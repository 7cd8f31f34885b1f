//! # Negotiation Store
//!
//! ## Architecture: Lease-then-save persistence
//!
//! Every worker that wants to act on a negotiation first *leases* it. A lease
//! is an exclusive, time-bounded claim owned by a named holder (one per worker
//! or process). `save` writes the entity back and releases the lease, so the
//! same call serves both "progressed" and "rolled back for retry".
//!
//! ## Guarantees
//!
//! - **At-most-one lease**: lease acquisition is a single atomic operation per
//!   implementation (one mutex section in memory, one conditional `UPDATE` in
//!   PostgreSQL), so two callers never receive the same entity concurrently
//! - **Crash recovery**: a lease older than its duration is treated as absent
//!   and may be re-acquired by any holder
//! - **Due filtering**: pending entities and entities still backing off
//!   (`retry_at` in the future) are never selected by `next_not_leased`

pub mod in_memory;
#[cfg(feature = "postgres")]
pub mod postgres;

use crate::clock::saturating_add;
use crate::error::StoreResult;
use crate::models::{Negotiation, NegotiationType};
use crate::state_machine::NegotiationState;
use async_trait::async_trait;
use chrono::{DateTime, Utc};
use serde::{Deserialize, Serialize};
use std::time::Duration;

pub use in_memory::InMemoryNegotiationStore;
#[cfg(feature = "postgres")]
pub use postgres::PgNegotiationStore;

/// Filter for scheduler pickup
#[derive(Debug, Clone, PartialEq, Eq)]
pub struct Criteria {
    pub state: NegotiationState,
    pub negotiation_type: Option<NegotiationType>,
}

impl Criteria {
    pub fn new(state: NegotiationState) -> Self {
        Self {
            state,
            negotiation_type: None,
        }
    }

    pub fn with_type(mut self, negotiation_type: NegotiationType) -> Self {
        self.negotiation_type = Some(negotiation_type);
        self
    }

    /// Whether `negotiation` is due for processing under this filter at `now`
    pub fn matches(&self, negotiation: &Negotiation, now: DateTime<Utc>) -> bool {
        negotiation.state() == self.state
            && self
                .negotiation_type
                .map_or(true, |t| t == negotiation.negotiation_type())
            && negotiation.is_due(now)
    }
}

/// Exclusive claim on one entity
#[derive(Debug, Clone, PartialEq, Eq, Serialize, Deserialize)]
pub struct Lease {
    pub leased_by: String,
    pub leased_at: DateTime<Utc>,
    pub duration: Duration,
}

impl Lease {
    pub fn new(leased_by: impl Into<String>, leased_at: DateTime<Utc>, duration: Duration) -> Self {
        Self {
            leased_by: leased_by.into(),
            leased_at,
            duration,
        }
    }

    pub fn expires_at(&self) -> DateTime<Utc> {
        saturating_add(self.leased_at, self.duration)
    }

    pub fn is_expired(&self, now: DateTime<Utc>) -> bool {
        self.expires_at() <= now
    }
}

#[async_trait]
pub trait NegotiationStore: Send + Sync {
    /// Identity written into every lease this store acquires
    fn lease_holder(&self) -> &str;

    /// Atomically select and lease up to `batch_size` due entities
    async fn next_not_leased(
        &self,
        batch_size: usize,
        criteria: &Criteria,
    ) -> StoreResult<Vec<Negotiation>>;

    /// Persist all fields and release this holder's lease
    async fn save(&self, negotiation: &Negotiation) -> StoreResult<()>;

    /// Release this holder's lease without writing the entity
    async fn break_lease(&self, id: &str) -> StoreResult<()>;

    async fn find_by_id(&self, id: &str) -> StoreResult<Option<Negotiation>>;

    async fn find_by_correlation_id(&self, correlation_id: &str)
        -> StoreResult<Option<Negotiation>>;

    /// Point lookup that also acquires the lease; `LeaseHeld` if already leased
    async fn find_by_id_and_lease(&self, id: &str) -> StoreResult<Option<Negotiation>>;

    async fn find_by_correlation_id_and_lease(
        &self,
        correlation_id: &str,
    ) -> StoreResult<Option<Negotiation>>;
}
// Negotiation state model
//
// Protocol states, their directed transition graph, and the named lifecycle
// events listeners subscribe to.

pub mod events;
pub mod states;

pub use events::NegotiationEvent;
pub use states::NegotiationState;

The problem —
Scan the entries above for the string "bool" and copy each line that contains it.

Output of the exercise —
    pub fn matches(&self, negotiation: &Negotiation, now: DateTime<Utc>) -> bool {
    pub fn is_expired(&self, now: DateTime<Utc>) -> bool {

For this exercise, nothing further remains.